[Activity]
Across the whole listing, copy out every line that includes the string "PendingPromotion".

===== Data supplied =====

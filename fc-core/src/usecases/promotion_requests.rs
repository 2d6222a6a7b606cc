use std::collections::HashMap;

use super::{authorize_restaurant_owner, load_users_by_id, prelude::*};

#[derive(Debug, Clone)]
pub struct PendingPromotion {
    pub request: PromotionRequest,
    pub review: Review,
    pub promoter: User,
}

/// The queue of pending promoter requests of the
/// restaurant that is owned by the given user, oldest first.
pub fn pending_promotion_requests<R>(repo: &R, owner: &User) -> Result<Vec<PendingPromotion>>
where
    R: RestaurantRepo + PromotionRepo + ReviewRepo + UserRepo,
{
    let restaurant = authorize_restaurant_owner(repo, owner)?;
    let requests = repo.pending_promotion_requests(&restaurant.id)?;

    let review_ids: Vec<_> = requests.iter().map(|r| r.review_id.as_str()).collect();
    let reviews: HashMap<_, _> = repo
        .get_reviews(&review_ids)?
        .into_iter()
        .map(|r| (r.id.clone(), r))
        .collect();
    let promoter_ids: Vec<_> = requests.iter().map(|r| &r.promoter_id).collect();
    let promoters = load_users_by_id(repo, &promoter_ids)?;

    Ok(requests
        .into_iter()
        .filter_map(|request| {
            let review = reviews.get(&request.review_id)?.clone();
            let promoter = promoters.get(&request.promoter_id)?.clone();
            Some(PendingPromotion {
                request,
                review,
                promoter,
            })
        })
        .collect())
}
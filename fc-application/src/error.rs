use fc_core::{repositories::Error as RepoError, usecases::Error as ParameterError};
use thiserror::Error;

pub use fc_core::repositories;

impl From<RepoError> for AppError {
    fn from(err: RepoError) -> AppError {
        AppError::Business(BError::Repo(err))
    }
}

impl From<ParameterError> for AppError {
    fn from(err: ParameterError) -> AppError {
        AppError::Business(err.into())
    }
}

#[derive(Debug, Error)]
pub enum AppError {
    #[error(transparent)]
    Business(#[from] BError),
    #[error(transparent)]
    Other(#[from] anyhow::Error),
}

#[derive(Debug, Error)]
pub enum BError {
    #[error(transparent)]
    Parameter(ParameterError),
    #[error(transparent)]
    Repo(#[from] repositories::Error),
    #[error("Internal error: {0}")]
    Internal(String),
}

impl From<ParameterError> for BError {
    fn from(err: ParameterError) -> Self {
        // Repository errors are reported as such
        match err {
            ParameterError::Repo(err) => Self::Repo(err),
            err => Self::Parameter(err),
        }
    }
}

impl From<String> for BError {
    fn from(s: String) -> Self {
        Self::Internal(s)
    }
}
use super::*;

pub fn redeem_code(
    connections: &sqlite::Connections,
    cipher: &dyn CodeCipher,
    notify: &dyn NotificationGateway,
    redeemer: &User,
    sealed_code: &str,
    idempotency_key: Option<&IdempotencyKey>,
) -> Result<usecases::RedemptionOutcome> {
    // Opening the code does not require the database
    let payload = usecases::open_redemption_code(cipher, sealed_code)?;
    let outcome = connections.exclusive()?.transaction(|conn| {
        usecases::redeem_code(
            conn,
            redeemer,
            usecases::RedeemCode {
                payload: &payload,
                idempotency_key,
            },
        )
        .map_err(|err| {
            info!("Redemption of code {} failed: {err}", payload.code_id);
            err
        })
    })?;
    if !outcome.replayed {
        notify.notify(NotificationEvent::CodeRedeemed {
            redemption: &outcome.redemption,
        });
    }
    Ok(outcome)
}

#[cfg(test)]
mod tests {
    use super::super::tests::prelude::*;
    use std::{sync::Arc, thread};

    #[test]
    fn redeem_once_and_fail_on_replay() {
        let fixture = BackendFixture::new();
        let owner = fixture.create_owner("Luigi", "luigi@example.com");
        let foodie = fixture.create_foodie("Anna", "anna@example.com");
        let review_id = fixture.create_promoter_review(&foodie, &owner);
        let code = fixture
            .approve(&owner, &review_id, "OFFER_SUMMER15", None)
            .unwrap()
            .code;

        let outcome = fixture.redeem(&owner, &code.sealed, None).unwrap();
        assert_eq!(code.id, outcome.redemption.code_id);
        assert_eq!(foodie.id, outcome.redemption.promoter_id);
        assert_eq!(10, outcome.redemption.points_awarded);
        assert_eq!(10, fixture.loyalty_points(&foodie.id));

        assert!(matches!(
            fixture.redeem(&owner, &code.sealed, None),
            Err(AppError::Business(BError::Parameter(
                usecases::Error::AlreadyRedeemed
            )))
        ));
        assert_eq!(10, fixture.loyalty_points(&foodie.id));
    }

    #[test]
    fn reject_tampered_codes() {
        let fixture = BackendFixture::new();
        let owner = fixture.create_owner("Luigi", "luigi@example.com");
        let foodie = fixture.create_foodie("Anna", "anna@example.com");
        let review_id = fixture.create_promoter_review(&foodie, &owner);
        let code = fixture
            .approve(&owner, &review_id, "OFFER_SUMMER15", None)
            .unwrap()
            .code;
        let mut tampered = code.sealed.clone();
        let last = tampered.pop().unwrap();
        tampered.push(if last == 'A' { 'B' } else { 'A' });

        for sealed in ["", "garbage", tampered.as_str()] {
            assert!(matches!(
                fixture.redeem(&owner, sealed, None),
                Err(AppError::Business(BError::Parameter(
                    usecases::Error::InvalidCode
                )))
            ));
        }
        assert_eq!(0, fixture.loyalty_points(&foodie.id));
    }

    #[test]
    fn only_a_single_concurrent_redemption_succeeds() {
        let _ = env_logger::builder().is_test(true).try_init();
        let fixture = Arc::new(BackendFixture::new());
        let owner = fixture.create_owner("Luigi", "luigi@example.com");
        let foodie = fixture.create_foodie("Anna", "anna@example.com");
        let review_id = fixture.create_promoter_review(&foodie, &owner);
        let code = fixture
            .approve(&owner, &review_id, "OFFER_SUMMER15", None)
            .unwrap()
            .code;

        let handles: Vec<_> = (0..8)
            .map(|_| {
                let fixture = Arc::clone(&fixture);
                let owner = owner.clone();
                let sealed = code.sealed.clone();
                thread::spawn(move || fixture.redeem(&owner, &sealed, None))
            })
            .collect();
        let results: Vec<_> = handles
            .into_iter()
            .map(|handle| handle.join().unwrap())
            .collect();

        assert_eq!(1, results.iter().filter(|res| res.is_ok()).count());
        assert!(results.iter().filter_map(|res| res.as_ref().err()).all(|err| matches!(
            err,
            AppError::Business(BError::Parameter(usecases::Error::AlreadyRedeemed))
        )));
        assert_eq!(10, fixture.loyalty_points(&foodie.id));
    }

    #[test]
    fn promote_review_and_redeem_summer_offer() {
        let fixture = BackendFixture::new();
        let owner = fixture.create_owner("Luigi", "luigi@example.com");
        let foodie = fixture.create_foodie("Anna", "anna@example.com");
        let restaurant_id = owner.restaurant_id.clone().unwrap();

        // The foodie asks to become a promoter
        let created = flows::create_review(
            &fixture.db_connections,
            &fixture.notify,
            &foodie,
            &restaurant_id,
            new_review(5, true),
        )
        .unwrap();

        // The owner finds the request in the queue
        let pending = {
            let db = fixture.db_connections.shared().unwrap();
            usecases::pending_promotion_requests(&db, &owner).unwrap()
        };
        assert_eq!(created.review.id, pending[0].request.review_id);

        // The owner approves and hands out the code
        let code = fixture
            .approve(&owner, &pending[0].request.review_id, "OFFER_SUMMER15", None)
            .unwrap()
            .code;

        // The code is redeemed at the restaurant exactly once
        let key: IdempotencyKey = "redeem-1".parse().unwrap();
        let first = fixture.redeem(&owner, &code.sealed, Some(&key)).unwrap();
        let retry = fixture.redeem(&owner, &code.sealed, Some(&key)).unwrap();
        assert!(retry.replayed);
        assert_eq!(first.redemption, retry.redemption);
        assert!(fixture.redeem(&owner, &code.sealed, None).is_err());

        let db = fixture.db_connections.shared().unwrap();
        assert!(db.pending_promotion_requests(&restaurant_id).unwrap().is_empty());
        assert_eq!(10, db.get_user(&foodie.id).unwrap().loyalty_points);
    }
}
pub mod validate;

=====

[Result of this exercise]
pub struct PendingPromotion {
pub fn pending_promotion_requests<R>(repo: &R, owner: &User) -> Result<Vec<PendingPromotion>>
            Some(PendingPromotion {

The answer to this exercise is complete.